I am thinking of riding some powerlines which are steep. I can drive my 4 x 4 drive truck up them with no problem. The power company can drive rather large utility trucks up them also. They are long hills, maybe 1/4 mile with an elevation change of about 400 feet. These hills will be four or five in row. Do you folks think this would be to steep or to many?


----------



## PaintHorseMares (Apr 19, 2008)

Hill work is a great muscle builder and horses can handle steep hills fine if there is good footing to dig their hooves in. Just watch out for very dry, hard or soggy/muddy ground, both of which can be very slippery...having a horse slip and fall on your leg is no fun at all.


----------



## phantomhorse13 (Feb 18, 2011)

as long as you get your horse used to traveling them gradually, they should not be a problem. hillwork is fantastic--i wish i had hills like you describe to train on!


----------



## CCH (Jan 23, 2011)

With the measurements you describe, 400ft rise x 1320ft run, that would be a 30% grade. Now remembering that you have to go back the way you came would double the amount of hill work. Most horse trails don't have more than 20% grade for erosion control. Of course there may be short areas where there is a very steep grade, but that would be the exception.

I would imagine that an endurance rider would be able to elaborate more on the steepness factor. I think, unless your horse is already in great shape, that it would be too much work. Maybe try to do one and see how it goes or find some ditches to ride up and down as conditioning for the big hills.

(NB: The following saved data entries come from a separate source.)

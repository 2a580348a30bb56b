//! Error types for quotecast.

/// Top-level error type for the bot.
#[derive(Debug, thiserror::Error)]
pub enum Error {
    #[error("Configuration error: {0}")]
    Config(#[from] ConfigError),

    #[error("Store error: {0}")]
    Store(#[from] StoreError),

    #[error("Transport error: {0}")]
    Transport(#[from] TransportError),

    #[error("Scheduler error: {0}")]
    Scheduler(#[from] SchedulerError),
}

/// Configuration-related errors.
#[derive(Debug, thiserror::Error)]
pub enum ConfigError {
    #[error("Missing required environment variable: {0}")]
    MissingEnvVar(String),

    #[error("Invalid configuration value for {key}: {message}")]
    InvalidValue { key: String, message: String },
}

/// Persistence errors.
///
/// `NotFound` is distinguishable from connection/query failures so callers
/// can treat "no such row" differently from "store unavailable" (a missing
/// quote skips one firing; a dead store re-renders a retry notice).
#[derive(Debug, thiserror::Error)]
pub enum StoreError {
    #[error("Connection error: {0}")]
    Connection(String),

    #[error("Query failed: {0}")]
    Query(String),

    #[error("Entity not found: {entity} with id {id}")]
    NotFound { entity: String, id: String },

    #[error("Migration failed: {0}")]
    Migration(String),
}

/// Transport (Telegram gateway) errors.
#[derive(Debug, thiserror::Error)]
pub enum TransportError {
    #[error("Failed to send message to chat {chat}: {reason}")]
    SendFailed { chat: i64, reason: String },

    #[error("Failed to edit message {message} in chat {chat}: {reason}")]
    EditFailed {
        chat: i64,
        message: i64,
        reason: String,
    },

    #[error("HTTP error: {0}")]
    Http(String),

    #[error("Malformed update: {0}")]
    InvalidUpdate(String),
}

/// Scheduler errors.
#[derive(Debug, thiserror::Error)]
pub enum SchedulerError {
    #[error("Invalid delivery schedule: {0}")]
    InvalidSchedule(String),
}

/// Result type alias for the bot.
pub type Result<T> = std::result::Result<T, Error>;
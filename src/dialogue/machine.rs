//! The conversation state machine.
//!
//! All transitions live in one `match` over `(state, event)` in
//! [`DialogueMachine::handle_event`]. The per-subscriber entry lock from the
//! session store is held for the whole transition, so events from the same
//! subscriber apply in arrival order while different subscribers proceed in
//! parallel. Delivery firings instead use the split compute/commit path
//! (`compare_and_transition`) because they start from a timer, not a lock.

use std::sync::Arc;
use std::sync::OnceLock;

use async_trait::async_trait;

use crate::dialogue::event::{Command, ControlToken, Event};
use crate::dialogue::menu;
use crate::error::Result;
use crate::model::{ClarificationTag, DeliveryHour, Rating, Subscriber, SubscriberId};
use crate::scheduler::{DeliveryHandler, DeliveryScheduler};
use crate::session::{ConversationState, DeliveryContext, Session, SessionStore, StoredMenu};
use crate::store::{NewFeedback, Store};
use crate::transport::{Gateway, InboundEvent, InboundPayload, MessageId, Render};

pub struct DialogueMachine {
    sessions: Arc<SessionStore>,
    store: Arc<dyn Store>,
    gateway: Arc<dyn Gateway>,
    scheduler: OnceLock<Arc<DeliveryScheduler>>,
    comment_word_limit: usize,
}
//! Backend-agnostic persistence trait for subscriptions, quotes, and feedback.

use async_trait::async_trait;
use uuid::Uuid;

use crate::error::StoreError;
use crate::model::{Category, ClarificationTag, Feedback, Quote, Rating, Subscriber, SubscriberId};

/// A feedback row at creation time. The backend assigns the id and timestamp;
/// clarification and comment arrive through later updates.
#[derive(Debug, Clone, Copy)]
pub struct NewFeedback {
    pub subscriber_id: SubscriberId,
    pub quote_id: Uuid,
    pub rating: Rating,
}

#[async_trait]
pub trait Store: Send + Sync {
    /// Run all pending schema migrations.
    async fn run_migrations(&self) -> Result<(), StoreError>;

    // ── Subscribers ─────────────────────────────────────────────────

    /// Insert a subscription, replacing any existing row for the same
    /// subscriber (re-running onboarding changes the subscription).
    async fn insert_subscriber(&self, subscriber: &Subscriber) -> Result<(), StoreError>;

    async fn get_subscriber(&self, id: SubscriberId) -> Result<Option<Subscriber>, StoreError>;

    /// All current subscriptions, used to rebuild delivery jobs at startup.
    async fn list_subscribers(&self) -> Result<Vec<Subscriber>, StoreError>;

    // ── Quotes ──────────────────────────────────────────────────────

    async fn insert_quote(&self, quote: &Quote) -> Result<(), StoreError>;

    /// Pick a quote for a category, or `None` if the pool is empty.
    async fn get_quote(&self, category: Category) -> Result<Option<Quote>, StoreError>;

    async fn count_quotes(&self) -> Result<i64, StoreError>;

    // ── Feedback ────────────────────────────────────────────────────

    /// Create a feedback row and return its id.
    async fn insert_feedback(&self, feedback: &NewFeedback) -> Result<Uuid, StoreError>;

    /// Re-point the rating on an existing row (back navigation re-rates).
    async fn update_feedback_rating(&self, id: Uuid, rating: Rating) -> Result<(), StoreError>;

    async fn update_feedback_clarification(
        &self,
        id: Uuid,
        clarification: ClarificationTag,
    ) -> Result<(), StoreError>;

    /// Attach the optional comment and stamp the row finalized.
    async fn finalize_feedback(&self, id: Uuid, comment: Option<&str>) -> Result<(), StoreError>;

    async fn get_feedback(&self, id: Uuid) -> Result<Option<Feedback>, StoreError>;
}
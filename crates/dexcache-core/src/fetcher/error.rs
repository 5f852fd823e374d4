use thiserror::Error;

use crate::cache::StoreError;

/// The only failure a caller ever sees. The underlying cause is logged
/// where it happens and deliberately not carried.
#[derive(Error, Debug, Clone, PartialEq, Eq)]
pub enum LoadError {
    #[error("Failed to load Pokémon data")]
    Collection,

    #[error("Failed to load Pokémon details")]
    Detail { id: u32 },
}

/// Why a miss path failed.
#[derive(Error, Debug)]
pub(crate) enum FetchFailure {
    #[error(transparent)]
    StorageUnavailable(#[from] StoreError),

    #[error("Remote unavailable: {0:#}")]
    RemoteUnavailable(anyhow::Error),
}
use dexcache_core::cache::StoreStats;
use dexcache_core::utils::{display_name, format_height, format_weight, truncate_string};
use dexcache_core::{DetailRecord, LoadState, SummaryRecord, WarmReport};

/// Width of the name column in the list view.
const NAME_COLUMN_WIDTH: usize = 24;

const LOADING: &str = "Loading...";

/// List view: one `id  name` row per summary.
pub fn render_list(state: &LoadState<Vec<SummaryRecord>>) -> String {
    match state {
        LoadState::Pending => LOADING.to_string(),
        LoadState::Failed(e) => e.to_string(),
        LoadState::Resolved(records) if records.is_empty() => "No Pokémon found".to_string(),
        LoadState::Resolved(records) => {
            let mut out = String::from("Pokémon Viewer\n");
            for record in records {
                out.push_str(&format!(
                    "{:>4}  {}\n",
                    record.id,
                    truncate_string(&display_name(&record.name), NAME_COLUMN_WIDTH)
                ));
            }
            out
        }
    }
}

/// Detail view for a single Pokémon.
pub fn render_detail(state: &LoadState<DetailRecord>) -> String {
    match state {
        LoadState::Pending => LOADING.to_string(),
        LoadState::Failed(e) => e.to_string(),
        LoadState::Resolved(record) => {
            let image = if record.has_image() {
                record.image_ref.as_str()
            } else {
                "(no image)"
            };
            format!(
                "#{} {}\nImage:  {}\nHeight: {}\nWeight: {}\n",
                record.id,
                display_name(&record.name),
                image,
                format_height(record.height),
                format_weight(record.weight),
            )
        }
    }
}

pub fn render_status(stats: &StoreStats) -> String {
    format!(
        "{:<8} {:>6}  {}\n{:<8} {:>6}  {}\n",
        "summary",
        stats.summary.records,
        stats.summary.age_display(),
        "detail",
        stats.detail.records,
        stats.detail.age_display(),
    )
}

pub fn render_warm(report: &WarmReport) -> String {
    if report.failed.is_empty() {
        format!("Cached details for {} Pokémon\n", report.loaded.len())
    } else {
        let failed: Vec<String> = report.failed.iter().map(|id| id.to_string()).collect();
        format!(
            "Cached details for {} Pokémon, failed: {}\n",
            report.loaded.len(),
            failed.join(", ")
        )
    }
}

#[cfg(test)]
mod tests {
    use super::*;
    use dexcache_core::cache::PartitionStats;
    use dexcache_core::LoadError;

    #[test]
    fn test_render_list() {
        let state = LoadState::Resolved(vec![
            SummaryRecord { id: 1, name: "bulbasaur".into(), source_ref: "u1".into() },
            SummaryRecord { id: 122, name: "mr-mime".into(), source_ref: "u122".into() },
        ]);
        assert_eq!(render_list(&state), "Pokémon Viewer\n   1  Bulbasaur\n 122  Mr Mime\n");
        assert_eq!(render_list(&LoadState::Resolved(vec![])), "No Pokémon found");
    }

    #[test]
    fn test_render_pending_and_failed() {
        assert_eq!(render_list(&LoadState::Pending), "Loading...");
        assert_eq!(
            render_list(&LoadState::Failed(LoadError::Collection)),
            "Failed to load Pokémon data"
        );
        assert_eq!(
            render_detail(&LoadState::Failed(LoadError::Detail { id: 9 })),
            "Failed to load Pokémon details"
        );
    }

    #[test]
    fn test_render_detail() {
        let state = LoadState::Resolved(DetailRecord {
            id: 1,
            name: "bulbasaur".into(),
            height: 7,
            weight: 69,
            image_ref: String::new(),
        });
        assert_eq!(
            render_detail(&state),
            "#1 Bulbasaur\nImage:  (no image)\nHeight: 0.7 m\nWeight: 6.9 kg\n"
        );
    }

    #[test]
    fn test_render_status_and_warm() {
        let stats = StoreStats {
            summary: PartitionStats { records: 20, newest: None },
            detail: PartitionStats::default(),
        };
        assert_eq!(render_status(&stats), "summary      20  never\ndetail        0  never\n");

        let report = WarmReport { loaded: vec![1, 2], failed: vec![3, 4] };
        assert_eq!(render_warm(&report), "Cached details for 2 Pokémon, failed: 3, 4\n");
    }
}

Generally, I also believe that if you need 4 wheel drive to get your vehicle through, you probably shouldn't take your horse there for a friendly ride. If you are using the horse for working livestock or something like that, then you do what you have to within reason.


----------



## madmantrapper (Nov 30, 2009)

The reason I asked the question is because we are planning a 180 mile trip form home, relatively flat land, to the mountains in the western part of the state. As we get farther west there is mostly highways that have mild slopes. I was planning on using RR trails to avoid the highways. Looking over the topo maps and google earth I see there are powerlines that would cut days off the trip, but of course they go up and down the mountains steeply not like RR trails. I was also thinking of using the C&O canal part of the way but I think the skeetters would do me in.


----------



## SailorGriz (Nov 28, 2010)

I'm from Idaho where "steep" is a very relative term. We have a section on our farm that is 30 degrees, more or less, about what you describe. The horses go up and down it all the time--we often put their hay at the bottom of it to make them work a bit. And, yes, I've ridden Mr. Big up and down it numerous times.

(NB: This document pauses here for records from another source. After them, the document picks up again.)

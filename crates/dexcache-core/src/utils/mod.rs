//! Utility functions for display formatting.

pub mod format;

// Re-export commonly used functions at module level
pub use format::{display_name, format_height, format_weight, truncate_string};
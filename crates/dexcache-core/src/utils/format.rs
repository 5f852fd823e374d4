/// Format a height in decimetres as metres, e.g. `7` -> `"0.7 m"`
pub fn format_height(decimetres: u32) -> String {
    format!("{}.{} m", decimetres / 10, decimetres % 10)
}

/// Format a weight in hectograms as kilograms, e.g. `69` -> `"6.9 kg"`
pub fn format_weight(hectograms: u32) -> String {
    format!("{}.{} kg", hectograms / 10, hectograms % 10)
}

/// Turn an API slug into a display name: `"mr-mime"` -> `"Mr Mime"`
pub fn display_name(slug: &str) -> String {
    slug.split('-')
        .filter(|part| !part.is_empty())
        .map(|part| {
            let mut chars = part.chars();
            match chars.next() {
                Some(first) => first.to_uppercase().chain(chars).collect::<String>(),
                None => String::new(),
            }
        })
        .collect::<Vec<_>>()
        .join(" ")
}

/// Truncate a string to a maximum length, adding ellipsis if needed
pub fn truncate_string(s: &str, max_len: usize) -> String {
    if s.chars().count() <= max_len {
        s.to_string()
    } else if max_len <= 3 {
        s.chars().take(max_len).collect()
    } else {
        let truncated: String = s.chars().take(max_len - 3).collect();
        format!("{}...", truncated)
    }
}
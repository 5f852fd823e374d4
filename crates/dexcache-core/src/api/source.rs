use anyhow::Result;
use async_trait::async_trait;

use crate::models::{DetailPayload, ListingResponse, SummaryRecord};

/// Where to fetch a detail payload from.
#[derive(Debug, Clone, PartialEq, Eq)]
pub enum DetailLocator {
    /// Resolve against the API base URL as `/pokemon/{id}`.
    Id(u32),
    /// An absolute URL handed out by the listing.
    Url(String),
}

impl DetailLocator {
    /// Follow the summary's locator when it is an absolute http(s) URL,
    /// otherwise fall back to the summary id.
    pub fn for_summary(summary: &SummaryRecord) -> Self {
        let source = summary.source_ref.as_str();
        if source.starts_with("https://") || source.starts_with("http://") {
            DetailLocator::Url(summary.source_ref.clone())
        } else {
            DetailLocator::Id(summary.id)
        }
    }
}

/// Read-only access to the remote listing and detail endpoints.
#[async_trait]
pub trait RemoteSource: Send + Sync {
    async fn fetch_listing(&self) -> Result<ListingResponse>;

    async fn fetch_detail(&self, locator: &DetailLocator) -> Result<DetailPayload>;
}

#[cfg(test)]
mod tests {
    use super::*;

    #[test]
    fn test_locator_for_summary() {
        let mut summary = SummaryRecord {
            id: 4,
            name: "charmander".into(),
            source_ref: "https://pokeapi.co/api/v2/pokemon/4/".into(),
        };
        assert_eq!(
            DetailLocator::for_summary(&summary),
            DetailLocator::Url("https://pokeapi.co/api/v2/pokemon/4/".into())
        );

        summary.source_ref = "u4".into();
        assert_eq!(DetailLocator::for_summary(&summary), DetailLocator::Id(4));
    }
}
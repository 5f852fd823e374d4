//! Core library for dexcache.
//!
//! A cache-first client for the PokéAPI: listing and detail lookups are
//! answered from a persistent local store and only go to the network on a
//! miss, writing the result back for next time.
//!
//! - [`cache`]: the two-partition on-disk store
//! - [`api`]: the HTTP client and the `RemoteSource` seam
//! - [`fetcher`]: fetch-or-load orchestration
//! - [`models`]: wire payloads and cached records
//! - [`config`]: configuration file and environment overrides

pub mod api;
pub mod cache;
pub mod config;
pub mod fetcher;
pub mod models;
pub mod utils;

pub use api::{ApiClient, ApiError, DetailLocator, RemoteSource};
pub use cache::{CacheStore, Partition, StoreError};
pub use config::Config;
pub use fetcher::{CacheFetcher, LoadError, LoadState, WarmReport, WritePolicy};
pub use models::{DetailRecord, SummaryRecord};
use thiserror::Error;

type BoxError = Box<dyn std::error::Error + Send + Sync>;

#[derive(Error, Debug)]
pub enum StoreError {
    #[error("Storage unavailable: {context}")]
    StorageUnavailable {
        context: String,
        #[source]
        source: BoxError,
    },
}

impl StoreError {
    pub(crate) fn unavailable(context: impl Into<String>, source: impl Into<BoxError>) -> Self {
        StoreError::StorageUnavailable {
            context: context.into(),
            source: source.into(),
        }
    }
}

That being said, when it gets that steep Big likes to quarter both up and down--big zigs and zags so he isn't fighting gravity quite so much. I generally let him.

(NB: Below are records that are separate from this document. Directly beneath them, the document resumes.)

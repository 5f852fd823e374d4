use std::io::ErrorKind;
use std::path::{Path, PathBuf};
use std::sync::atomic::{AtomicU64, Ordering};
use std::sync::Arc;

use chrono::{DateTime, Utc};
use serde::{de::DeserializeOwned, de::IgnoredAny, Deserialize, Serialize};
use tokio::fs;
use tokio::sync::OnceCell;
use tracing::{debug, warn};

use super::cached::{format_age, CachedData};
use super::{Partition, Record, StoreError};

/// Schema marker file at the store root.
const SCHEMA_FILE: &str = "store.json";

/// Current on-disk layout version. There is no migration chain.
pub const SCHEMA_VERSION: u32 = 1;

/// Suffix for in-flight writes; renamed into place once complete.
const TEMP_SUFFIX: &str = ".tmp";

/// Distinguishes temp files of concurrent writers to the same key.
static WRITE_SEQ: AtomicU64 = AtomicU64::new(0);

#[derive(Debug, Serialize, Deserialize)]
struct SchemaMarker {
    schema_version: u32,
}

/// Persistent two-partition key-value store on the local filesystem.
///
/// The store is opened lazily and exactly once; every operation goes
/// through [`CacheStore::ensure_open`], so callers never need to open it
/// explicitly.
pub struct CacheStore {
    root: PathBuf,
    handle: OnceCell<StoreHandle>,
}

impl CacheStore {
    pub fn new(root: impl Into<PathBuf>) -> Self {
        Self {
            root: root.into(),
            handle: OnceCell::new(),
        }
    }

    pub fn root(&self) -> &Path {
        &self.root
    }

    /// Open the store, creating the root and partitions if absent.
    /// Repeated and concurrent calls share one handle.
    pub async fn ensure_open(&self) -> Result<StoreHandle, StoreError> {
        self.handle
            .get_or_try_init(|| StoreHandle::open(self.root.clone()))
            .await
            .cloned()
    }

    pub async fn put_many<R: Record>(&self, records: &[R]) -> Result<(), StoreError> {
        self.ensure_open().await?.put_many(records).await
    }

    pub async fn get_all<R: Record>(&self) -> Result<Vec<R>, StoreError> {
        self.ensure_open().await?.get_all().await
    }

    pub async fn get_one<R: Record>(&self, id: u32) -> Result<Option<R>, StoreError> {
        self.ensure_open().await?.get_one(id).await
    }

    pub async fn clear(&self, partition: Partition) -> Result<(), StoreError> {
        self.ensure_open().await?.clear(partition).await
    }

    pub async fn stats(&self) -> Result<StoreStats, StoreError> {
        self.ensure_open().await?.stats().await
    }
}

/// An open connection to the store. Clone is cheap.
#[derive(Debug, Clone)]
pub struct StoreHandle {
    root: Arc<PathBuf>,
}

impl StoreHandle {
    async fn open(root: PathBuf) -> Result<Self, StoreError> {
        for partition in Partition::ALL {
            let dir = root.join(partition.dir_name());
            fs::create_dir_all(&dir).await.map_err(|e| {
                StoreError::unavailable(format!("create partition {}", dir.display()), e)
            })?;
        }

        let handle = Self {
            root: Arc::new(root),
        };
        handle.check_schema().await?;
        debug!(root = %handle.root.display(), "Cache store opened");
        Ok(handle)
    }

    /// Write the schema marker on first open; otherwise just compare versions.
    async fn check_schema(&self) -> Result<(), StoreError> {
        let path = self.root.join(SCHEMA_FILE);
        match fs::read(&path).await {
            Ok(bytes) => {
                match serde_json::from_slice::<SchemaMarker>(&bytes) {
                    Ok(marker) if marker.schema_version == SCHEMA_VERSION => {}
                    Ok(marker) => warn!(
                        found = marker.schema_version,
                        expected = SCHEMA_VERSION,
                        "Cache schema version differs, no upgrade needed"
                    ),
                    Err(e) => warn!(error = %e, "Unreadable cache schema marker, ignoring"),
                }
                Ok(())
            }
            Err(e) if e.kind() == ErrorKind::NotFound => {
                let marker = SchemaMarker {
                    schema_version: SCHEMA_VERSION,
                };
                let contents = serde_json::to_vec_pretty(&marker)
                    .map_err(|e| StoreError::unavailable("encode schema marker", e))?;
                write_atomic(&path, &contents).await
            }
            Err(e) => Err(StoreError::unavailable("read schema marker", e)),
        }
    }

    fn partition_dir(&self, partition: Partition) -> PathBuf {
        self.root.join(partition.dir_name())
    }

    fn record_path(&self, partition: Partition, id: u32) -> PathBuf {
        self.partition_dir(partition).join(format!("{}.json", id))
    }

    /// Upsert each record by id. Writes are independent: a failed record
    /// does not stop the rest, and the first failure is returned.
    pub async fn put_many<R: Record>(&self, records: &[R]) -> Result<(), StoreError> {
        let dir = self.partition_dir(R::PARTITION);
        fs::create_dir_all(&dir)
            .await
            .map_err(|e| StoreError::unavailable(format!("create partition {}", dir.display()), e))?;

        let mut first_error = None;
        for record in records {
            if let Err(e) = self.put_one(record).await {
                warn!(partition = %R::PARTITION, id = record.id(), error = %e, "Failed to write cache record");
                first_error.get_or_insert(e);
            }
        }

        match first_error {
            Some(e) => Err(e),
            None => {
                debug!(partition = %R::PARTITION, count = records.len(), "Cache records written");
                Ok(())
            }
        }
    }

    async fn put_one<R: Record>(&self, record: &R) -> Result<(), StoreError> {
        let path = self.record_path(R::PARTITION, record.id());
        let contents = serde_json::to_vec_pretty(&CachedData::new(record))
            .map_err(|e| StoreError::unavailable(format!("encode {} record {}", R::PARTITION, record.id()), e))?;
        write_atomic(&path, &contents).await
    }

    /// All records of the partition in ascending id order.
    pub async fn get_all<R: Record>(&self) -> Result<Vec<R>, StoreError> {
        let entries = self.load_partition::<R>(R::PARTITION).await?;
        Ok(entries.into_iter().map(|cached| cached.data).collect())
    }

    pub async fn get_one<R: Record>(&self, id: u32) -> Result<Option<R>, StoreError> {
        let path = self.record_path(R::PARTITION, id);
        Ok(read_entry::<R>(&path).await?.map(|cached| cached.data))
    }

    /// Remove every record in the partition. Clearing an empty or missing
    /// partition is not an error.
    pub async fn clear(&self, partition: Partition) -> Result<(), StoreError> {
        let dir = self.partition_dir(partition);
        match fs::remove_dir_all(&dir).await {
            Ok(()) => {}
            Err(e) if e.kind() == ErrorKind::NotFound => {}
            Err(e) => {
                return Err(StoreError::unavailable(format!("clear partition {}", partition), e));
            }
        }
        fs::create_dir_all(&dir)
            .await
            .map_err(|e| StoreError::unavailable(format!("create partition {}", dir.display()), e))?;
        debug!(%partition, "Cache partition cleared");
        Ok(())
    }

    pub async fn stats(&self) -> Result<StoreStats, StoreError> {
        Ok(StoreStats {
            summary: self.partition_stats(Partition::Summary).await?,
            detail: self.partition_stats(Partition::Detail).await?,
        })
    }

    async fn partition_stats(&self, partition: Partition) -> Result<PartitionStats, StoreError> {
        let entries = self.load_partition::<IgnoredAny>(partition).await?;
        Ok(PartitionStats {
            records: entries.len(),
            newest: entries.iter().map(|cached| cached.cached_at).max(),
        })
    }

    /// Read every `<id>.json` entry of a partition, sorted by id.
    async fn load_partition<T: DeserializeOwned>(
        &self,
        partition: Partition,
    ) -> Result<Vec<CachedData<T>>, StoreError> {
        let dir = self.partition_dir(partition);
        let mut read_dir = match fs::read_dir(&dir).await {
            Ok(read_dir) => read_dir,
            Err(e) if e.kind() == ErrorKind::NotFound => return Ok(Vec::new()),
            Err(e) => return Err(StoreError::unavailable(format!("list partition {}", partition), e)),
        };

        let mut ids = Vec::new();
        loop {
            let entry = read_dir
                .next_entry()
                .await
                .map_err(|e| StoreError::unavailable(format!("list partition {}", partition), e))?;
            let Some(entry) = entry else { break };
            if let Some(id) = parse_record_file_name(&entry.file_name().to_string_lossy()) {
                ids.push(id);
            }
        }
        ids.sort_unstable();

        let mut entries = Vec::with_capacity(ids.len());
        for id in ids {
            // A record removed between listing and reading is simply skipped
            if let Some(cached) = read_entry::<T>(&self.record_path(partition, id)).await? {
                entries.push(cached);
            }
        }
        Ok(entries)
    }
}

async fn read_entry<T: DeserializeOwned>(path: &Path) -> Result<Option<CachedData<T>>, StoreError> {
    let bytes = match fs::read(path).await {
        Ok(bytes) => bytes,
        Err(e) if e.kind() == ErrorKind::NotFound => return Ok(None),
        Err(e) => return Err(StoreError::unavailable(format!("read {}", path.display()), e)),
    };
    let cached = serde_json::from_slice(&bytes)
        .map_err(|e| StoreError::unavailable(format!("parse {}", path.display()), e))?;
    Ok(Some(cached))
}

/// Write to a sibling temp file and rename it over `path`.
async fn write_atomic(path: &Path, contents: &[u8]) -> Result<(), StoreError> {
    let seq = WRITE_SEQ.fetch_add(1, Ordering::Relaxed);
    let file_name = path
        .file_name()
        .map(|n| n.to_string_lossy().into_owned())
        .unwrap_or_default();
    let temp = path.with_file_name(format!(".{}.{}{}", file_name, seq, TEMP_SUFFIX));

    if let Err(e) = fs::write(&temp, contents).await {
        return Err(StoreError::unavailable(format!("write {}", temp.display()), e));
    }
    if let Err(e) = fs::rename(&temp, path).await {
        let _ = fs::remove_file(&temp).await;
        return Err(StoreError::unavailable(format!("write {}", path.display()), e));
    }
    Ok(())
}

/// `"42.json"` -> `Some(42)`; temp files and anything else -> `None`.
fn parse_record_file_name(name: &str) -> Option<u32> {
    name.strip_suffix(".json")?.parse().ok()
}

/// Record counts and freshness for both partitions.
#[derive(Debug, Clone, Default)]
pub struct StoreStats {
    pub summary: PartitionStats,
    pub detail: PartitionStats,
}

#[derive(Debug, Clone, Default)]
pub struct PartitionStats {
    pub records: usize,
    pub newest: Option<DateTime<Utc>>,
}

impl PartitionStats {
    /// Age of the most recent write, or "never" for an empty partition.
    pub fn age_display(&self) -> String {
        self.newest
            .map(format_age)
            .unwrap_or_else(|| "never".to_string())
    }
}

// ============================================================================
// Tests
// ============================================================================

However, down at Hell's Gate State Park there are numerous trails that are steeper than anything we have on our land. We have to stay on the trails. We take it slow and Big has never had a problem. I often have to force him to stay slow--he sometimes wants to trot on the steep stuff, sometimes even canter going up. I try to keep him at a walk both for my comfort and his safety (which means my safety, too!).

Take it easy to start and get your horse in shape. Think about it: if you were always on flat land how would YOU like to carry a load up a series of steep hills without having a chance to get in shape first? Horses have muscles, too, and they respond to training just like ours.

Have fun!


----------



## smrobs (Jul 30, 2008)

One other thing that I thought was worth mentioning is that it is entirely possible for him to get muscle fatigue in the middle of one of those hills. If you feel him start to really struggle to keep going, then just stop and stand still for a minute and let him catch his breath/get his muscle strength back. It's when you push him farther than he can physically go that you run the risk of having him go down on you, especially if the footing is less than ideal.


----------



## madmantrapper (Nov 30, 2009)

I think I will not take the powerlines in the mountains, to rocky I think. I guess I will have to evaluate them when I get to each hill. I will carry binoculars.


----------



## Painted Horse (Dec 29, 2006)

Like Sailor, some times we just have to go up or down some steep country. Part of living in the mountain west.
Learn to carry your body weight to help the hrose.


----------



## traildancer (Oct 27, 2010)

Awesome pictures! Makes me want to go camping really, really bad.


----------



## Fort fireman (Mar 5, 2011)

Horses are the original 4 wheel drive. If your 4x4 can go there your horse should be fine. He may just need alittle physical conditioning.


----------